Earlier this month, Komaza secured the first close of $28m of the company’s planned $33m Series B equity financing. The round was co-led by Novastar LPs AXA Investment Managers and the Dutch development bank FMO, with participation by Novastar Ventures and Mirova’s Land Degradation Neutrality Fund.

“Komaza is a vertically integrated forestry company,” Howard, who serves as the company’s CEO and who made it to our 30 Under 30 Social Entrepreneurs list in 2014, says. “We work on the entire chain of forestry, we own and operate the largest seedling nursery in Kenya, so we make our own seedlings, and distribute and plant them with our partner farmers.

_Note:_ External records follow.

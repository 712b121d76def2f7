//! Client-side catalog filtering and ordering.
//!
//! A pure view over an in-memory stack collection: category equality,
//! case-insensitive substring match on name or language, then a stable
//! descending-stars sort. Re-run whenever an input changes; an empty result
//! is a valid "no matches" state, not a failure.

use tracing::debug;

use crate::api::types::{Stack, StackCategory};

/// Filter inputs for one catalog view.
#[derive(Debug, Clone, Default)]
pub struct CatalogQuery {
    /// Keep only stacks with this category; `None` matches all.
    pub category: Option<StackCategory>,

    /// Case-insensitive substring of name or language; empty matches all.
    pub text: String,
}

impl CatalogQuery {
    /// A query that matches everything.
    pub fn all() -> Self {
        Self::default()
    }

    /// Restrict to one category.
    pub fn in_category(category: StackCategory) -> Self {
        Self {
            category: Some(category),
            ..Self::default()
        }
    }

    /// Set the free-text filter.
    pub fn matching(mut self, text: impl Into<String>) -> Self {
        self.text = text.into();
        self
    }

    /// Whether a single stack survives this query.
    pub fn matches(&self, stack: &Stack) -> bool {
        if let Some(category) = self.category {
            if stack.category != category {
                return false;
            }
        }
        if self.text.is_empty() {
            return true;
        }
        let needle = self.text.to_lowercase();
        stack.name.to_lowercase().contains(&needle)
            || stack.language.to_lowercase().contains(&needle)
    }

    /// The results line the catalog view shows, e.g.
    /// `Showing 2 stacks in build tools matching "vite"`.
    pub fn describe_results(&self, count: usize) -> String {
        let mut line = format!("Showing {} stack{}", count, if count == 1 { "" } else { "s" });
        if let Some(category) = self.category {
            line.push_str(&format!(" in {}", category.as_str().replace('-', " ")));
        }
        if !self.text.is_empty() {
            line.push_str(&format!(" matching \"{}\"", self.text));
        }
        line
    }
}

/// Apply `query` and order by descending stars.
///
/// The sort is stable, so equal star counts keep their input order.
pub fn filter_stacks<'a>(stacks: &'a [Stack], query: &CatalogQuery) -> Vec<&'a Stack> {
    let mut view: Vec<&Stack> = stacks.iter().filter(|stack| query.matches(stack)).collect();
    view.sort_by(|a, b| b.stars().cmp(&a.stars()));
    debug!(total = stacks.len(), kept = view.len(), "filtered catalog");
    view
}

/// Order owned stacks by descending stars in place, stable like
/// [`filter_stacks`].
pub fn sort_by_stars(stacks: &mut [Stack]) {
    stacks.sort_by(|a, b| b.stars().cmp(&a.stars()));
}

#[cfg(test)]
mod tests {
    use super::*;
    use crate::api::types::InstallCommands;

    fn stack(name: &str, language: &str, stars: Option<u64>, category: StackCategory) -> Stack {
        Stack {
            name: name.to_string(),
            language: language.to_string(),
            latest_version: "1.0.0".to_string(),
            release_date: "2024-06-01".to_string(),
            docs_url: format!("https://example.com/{}", name),
            github_url: None,
            install: InstallCommands::default(),
            github_stars: stars,
            github_forks: None,
            downloads_weekly: None,
            downloads_monthly: None,
            last_checked: None,
            category,
            last_updated: None,
        }
    }

    fn sample() -> Vec<Stack> {
        vec![
            stack("React", "JavaScript", Some(200_000), StackCategory::Frontend),
            stack("FastAPI", "Python", Some(70_000), StackCategory::Backend),
            stack("Vue", "JavaScript", Some(40_000), StackCategory::Frontend),
            stack("PostgreSQL", "C", Some(14_000), StackCategory::Database),
        ]
    }

    fn names(view: &[&Stack]) -> Vec<String> {
        view.iter().map(|s| s.name.clone()).collect()
    }

    #[test]
    fn match_all_returns_everything_by_stars() {
        let stacks = sample();
        let view = filter_stacks(&stacks, &CatalogQuery::all());
        assert_eq!(names(&view), vec!["React", "FastAPI", "Vue", "PostgreSQL"]);
    }

    #[test]
    fn category_filter_keeps_only_that_category() {
        let stacks = sample();
        let view = filter_stacks(&stacks, &CatalogQuery::in_category(StackCategory::Frontend));
        assert_eq!(names(&view), vec!["React", "Vue"]);
        assert!(view.iter().all(|s| s.category == StackCategory::Frontend));
    }

    #[test]
    fn text_matches_name_case_insensitively() {
        let stacks = sample();
        let view = filter_stacks(&stacks, &CatalogQuery::all().matching("REA"));
        assert_eq!(names(&view), vec!["React"]);
    }

    #[test]
    fn text_matches_language_too() {
        let stacks = sample();
        let view = filter_stacks(&stacks, &CatalogQuery::all().matching("python"));
        assert_eq!(names(&view), vec!["FastAPI"]);
    }

    #[test]
    fn category_and_text_combine() {
        let stacks = sample();
        let query = CatalogQuery::in_category(StackCategory::Frontend).matching("vue");
        let view = filter_stacks(&stacks, &query);
        assert_eq!(names(&view), vec!["Vue"]);
    }

    #[test]
    fn no_matches_is_empty_not_an_error() {
        let stacks = sample();
        let view = filter_stacks(&stacks, &CatalogQuery::all().matching("cobol"));
        assert!(view.is_empty());
    }

    #[test]
    fn absent_stars_sort_last() {
        let stacks = vec![
            stack("Unknown", "Rust", None, StackCategory::Utility),
            stack("Popular", "Rust", Some(10), StackCategory::Utility),
        ];
        let view = filter_stacks(&stacks, &CatalogQuery::all());
        assert_eq!(names(&view), vec!["Popular", "Unknown"]);
    }

    #[test]
    fn equal_stars_keep_input_order() {
        let stacks = vec![
            stack("Alpha", "Go", Some(500), StackCategory::Backend),
            stack("Beta", "Go", Some(500), StackCategory::Backend),
            stack("Gamma", "Go", Some(500), StackCategory::Backend),
        ];
        let view = filter_stacks(&stacks, &CatalogQuery::all());
        assert_eq!(names(&view), vec!["Alpha", "Beta", "Gamma"]);
    }

    #[test]
    fn output_is_a_subsequence_of_input() {
        let stacks = sample();
        let view = filter_stacks(&stacks, &CatalogQuery::all().matching("a"));
        for kept in &view {
            assert!(stacks.iter().any(|s| std::ptr::eq(s, *kept)));
        }
        assert!(view.len() <= stacks.len());
    }

    #[test]
    fn sort_by_stars_orders_owned_stacks() {
        let mut stacks = sample();
        sort_by_stars(&mut stacks);
        let names: Vec<&str> = stacks.iter().map(|s| s.name.as_str()).collect();
        assert_eq!(names, vec!["React", "FastAPI", "Vue", "PostgreSQL"]);
    }

    #[test]
    fn results_line_mentions_category_and_query() {
        let query = CatalogQuery::in_category(StackCategory::BuildTools).matching("vite");
        assert_eq!(
            query.describe_results(2),
            "Showing 2 stacks in build tools matching \"vite\""
        );
        assert_eq!(CatalogQuery::all().describe_results(1), "Showing 1 stack");
    }
}
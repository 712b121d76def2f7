//! Synthetic download trends.
//!
//! A placeholder for real historical metrics: [`TrendSeries`] generates one
//! point per calendar day over a [`TimeRange`], and [`classify`] labels the
//! week-over-week direction.

pub mod classify;
pub mod series;

pub use classify::{classify, TrendDirection};
pub use series::{TimeRange, TrendPoint, TrendSeries};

Once the seeds are planted there is very little work for the farmers, most of it involving weeding and making sure the grass doesn’t grow above the trees in the beginning. After that, farmers can focus on their other daily work while the trees will keep getting bigger and bigger in the years to come.

“Time takes care of the rest, and the trees often grow into one of the families’ most valuable assets,” Howard says.

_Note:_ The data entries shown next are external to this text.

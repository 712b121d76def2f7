//! Detail page rendering for a single stack.
//!
//! Builds the full `show` output below the page header: identity and
//! release info, metrics, the download chart, the compatibility matrix,
//! install commands, links, and recent version history. Sections without
//! data are skipped rather than rendered empty.

use crate::api::{InstallCommands, Stack, StackDetails, VersionEntry};
use crate::catalog::compat::{self, CompatStatus};
use crate::catalog::VersionBump;
use crate::trend::TrendSeries;

use super::chart::BarChart;
use super::format::{format_checked_at, format_grouped, format_metric, parse_timestamp};
use super::icons::{compat_styled, trend_styled};
use super::theme::CurrentTheme;

/// Most recent versions shown in the history section.
const HISTORY_LIMIT: usize = 5;

/// Change bullets shown per history entry.
const CHANGES_LIMIT: usize = 3;

/// Render the full detail page for a stack.
pub fn detail_lines(
    details: &StackDetails,
    series: &TrendSeries,
    theme: &CurrentTheme,
) -> Vec<String> {
    let stack = &details.stack;
    let mut lines = Vec::new();

    lines.push(format!(
        "  {} · {}",
        theme.format_category(stack.category),
        theme.dim.apply_to(&stack.language),
    ));
    lines.push(release_line(details, theme));

    if let Some(description) = &details.description {
        lines.push(String::new());
        lines.push(format!("  {description}"));
    }

    lines.push(String::new());
    lines.extend(metric_lines(stack, theme));

    lines.push(String::new());
    lines.push(section(
        &format!("Downloads Over Time ({})", series.range()),
        theme,
    ));
    lines.push(String::new());
    lines.push(format!(
        "  {} · {}",
        trend_styled(series.direction(), theme),
        theme.dim.apply_to(format!(
            "Avg: {}/day",
            format_grouped(series.daily_average())
        )),
    ));
    lines.push(String::new());
    lines.extend(BarChart::from_series(series).render(theme));
    lines.push(String::new());
    lines.push(stats_line(series, theme));

    lines.push(String::new());
    lines.push(section("Compatibility Matrix", theme));
    lines.push(format!(
        "  {}",
        theme.dim.apply_to(format!(
            "Recommended versions for compatible stacks with {}",
            stack.name
        )),
    ));
    lines.push(String::new());
    lines.extend(compat_lines(details, theme));

    if !stack.install.is_empty() {
        lines.push(String::new());
        lines.push(section("Installation", theme));
        lines.push(String::new());
        lines.extend(install_lines(&stack.install, theme));
    }

    lines.push(String::new());
    lines.push(section("Links", theme));
    lines.push(String::new());
    lines.extend(link_lines(stack, theme));

    if !details.version_history.is_empty() {
        lines.push(String::new());
        lines.push(section("Recent Versions", theme));
        lines.push(String::new());
        lines.extend(history_lines(&details.version_history, theme));
    }

    lines
}

fn section(title: &str, theme: &CurrentTheme) -> String {
    format!("{}", theme.header.apply_to(title))
}

/// `Released <date> · Previous: v<prev> (<bump>)`, dimmed as one line.
fn release_line(details: &StackDetails, theme: &CurrentTheme) -> String {
    let stack = &details.stack;
    let mut text = format!("Released {}", format_date(&stack.release_date));
    if let Some(previous) = &details.previous_version {
        text.push_str(&format!(" · Previous: v{previous}"));
        if let Some(bump) = VersionBump::between(&stack.latest_version, previous) {
            text.push_str(&format!(" ({})", bump.label()));
        }
    }
    format!("  {}", theme.dim.apply_to(text))
}

fn metric_lines(stack: &Stack, theme: &CurrentTheme) -> Vec<String> {
    let rows = [
        ("GitHub Stars", format_metric(stack.github_stars)),
        ("Forks", format_metric(stack.github_forks)),
        ("Weekly Downloads", format_metric(stack.downloads_weekly)),
        (
            "Last Checked",
            format_checked_at(stack.last_checked.as_deref()),
        ),
    ];
    let width = rows.iter().map(|(key, _)| key.len()).max().unwrap_or(0);

    rows.iter()
        .map(|(key, value)| {
            format!(
                "  {}  {}",
                theme.key.apply_to(format!("{key:<width$}")),
                theme.value.apply_to(value),
            )
        })
        .collect()
}

fn stats_line(series: &TrendSeries, theme: &CurrentTheme) -> String {
    format!(
        "  {}",
        theme.dim.apply_to(format!(
            "Total ({}): {} · Peak Day: {} · Lowest Day: {} · Daily Avg: {}",
            series.range(),
            format_metric(Some(series.total())),
            format_metric(Some(series.peak())),
            format_metric(Some(series.lowest())),
            format_metric(Some(series.daily_average())),
        )),
    )
}

struct CompatRow {
    status: CompatStatus,
    name: String,
    versions: String,
    note: Option<String>,
}

/// Rows for the matrix: the API's compatibility map when present,
/// otherwise the curated recommendations for this stack.
fn compat_rows(details: &StackDetails) -> Vec<CompatRow> {
    if !details.compatibility.is_empty() {
        return details
            .compatibility
            .iter()
            .map(|(name, range)| CompatRow {
                status: CompatStatus::Compatible,
                name: name.clone(),
                versions: range.clone(),
                note: None,
            })
            .collect();
    }

    compat::recommendations(&details.stack.name, details.stack.category)
        .iter()
        .map(|entry| CompatRow {
            status: entry.status,
            name: entry.name.to_string(),
            versions: entry.versions.join(", "),
            note: entry.note.map(str::to_string),
        })
        .collect()
}

fn compat_lines(details: &StackDetails, theme: &CurrentTheme) -> Vec<String> {
    let rows = compat_rows(details);
    if rows.is_empty() {
        return vec![format!(
            "  {}",
            theme
                .dim
                .apply_to("No compatibility information available for this stack.")
        )];
    }

    let name_width = rows.iter().map(|r| r.name.chars().count()).max().unwrap_or(0);
    let versions_width = rows
        .iter()
        .map(|r| r.versions.chars().count())
        .max()
        .unwrap_or(0);

    rows.iter()
        .map(|row| {
            let name = format!("{:<name_width$}", row.name);
            let mut line = format!(
                "  {} {}",
                compat_styled(row.status, theme),
                theme.highlight.apply_to(name),
            );
            match &row.note {
                Some(note) => {
                    line.push_str(&format!(
                        "  {:<versions_width$}  {}",
                        row.versions,
                        theme.dim.apply_to(note),
                    ));
                }
                None => line.push_str(&format!("  {}", row.versions)),
            }
            line
        })
        .collect()
}

fn install_lines(install: &InstallCommands, theme: &CurrentTheme) -> Vec<String> {
    let commands = install.all();
    let width = commands
        .iter()
        .map(|(manager, _)| manager.len())
        .max()
        .unwrap_or(0);

    commands
        .iter()
        .map(|(manager, command)| {
            format!(
                "  {}  {}",
                theme.key.apply_to(format!("{:<width$}", manager.to_uppercase())),
                theme.command.apply_to(command),
            )
        })
        .collect()
}

fn link_lines(stack: &Stack, theme: &CurrentTheme) -> Vec<String> {
    let mut links = vec![("Documentation", stack.docs_url.as_str())];
    if let Some(github) = stack.github_url.as_deref() {
        links.push(("GitHub Repository", github));
    }
    let width = links.iter().map(|(label, _)| label.len()).max().unwrap_or(0);

    links
        .iter()
        .map(|(label, url)| {
            format!(
                "  {}  {}",
                theme.key.apply_to(format!("{label:<width$}")),
                theme.info.apply_to(url),
            )
        })
        .collect()
}

fn history_lines(history: &[VersionEntry], theme: &CurrentTheme) -> Vec<String> {
    let mut lines = Vec::new();
    for entry in history.iter().take(HISTORY_LIMIT) {
        lines.push(format!(
            "  {}  {}",
            theme.highlight.apply_to(format!("v{}", entry.version)),
            theme.dim.apply_to(format_date(&entry.date)),
        ));
        for change in entry.changes.iter().take(CHANGES_LIMIT) {
            lines.push(format!("    • {change}"));
        }
    }
    lines
}

/// `Mar 28, 2025` when the raw value parses, otherwise the raw value.
fn format_date(raw: &str) -> String {
    match parse_timestamp(raw) {
        Some(timestamp) => timestamp.format("%b %-d, %Y").to_string(),
        None => raw.to_string(),
    }
}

Once the trees are fully grown (8-15 years depending on the type of tree and the site conditions), Komaza sends their own harvest teams, processes logs into higher-value wood products, and sells the final wood products into Africa’s burgeoning cities.

“Africa is really the last palace that has an insatiable demand for construction and furniture products as these cities and towns grow over the next few decades,” Howard says.

At the moment, Komaza plants two types of trees based on the soil and environmental factors: an indigenous mahogany wood (Melia volkensii) which provides high-quality material for floorboards and furniture, and several species of eucalyptus (Eucalyptus), mostly for industrial use.

The company currently has over 5000 hectares established and is working with 25,000 smallholder farmers. In 2019, it planted 1500 hectares on the ground, while in 2020 the number grew to 1700 hectares (all of them planted in April, before the rainy season begins).

Howard says his company is similar to Airbnb in the sense that the vacation rental company also found out that they didn’t have to buy the land, build a hotel, and furnish all the rooms, as those rooms already existed.

“Komaza has done the exact same thing,” Howard says. “Instead of owning one 20,000 acre farm, we operate 40,000 half-acre farms. Farmers are contributing the land and contributing the labor as their part of the partnership,” Howard says.

The Kenya-based company, which recently moved from the small coastal town Kilifi to the capital of Nairobi, currently employs 450 people.

During its first 10 years, it lived on a total of $5 million invested mostly from grants and venture philanthropists, while in 2017 it raised a $10 million Series A investment.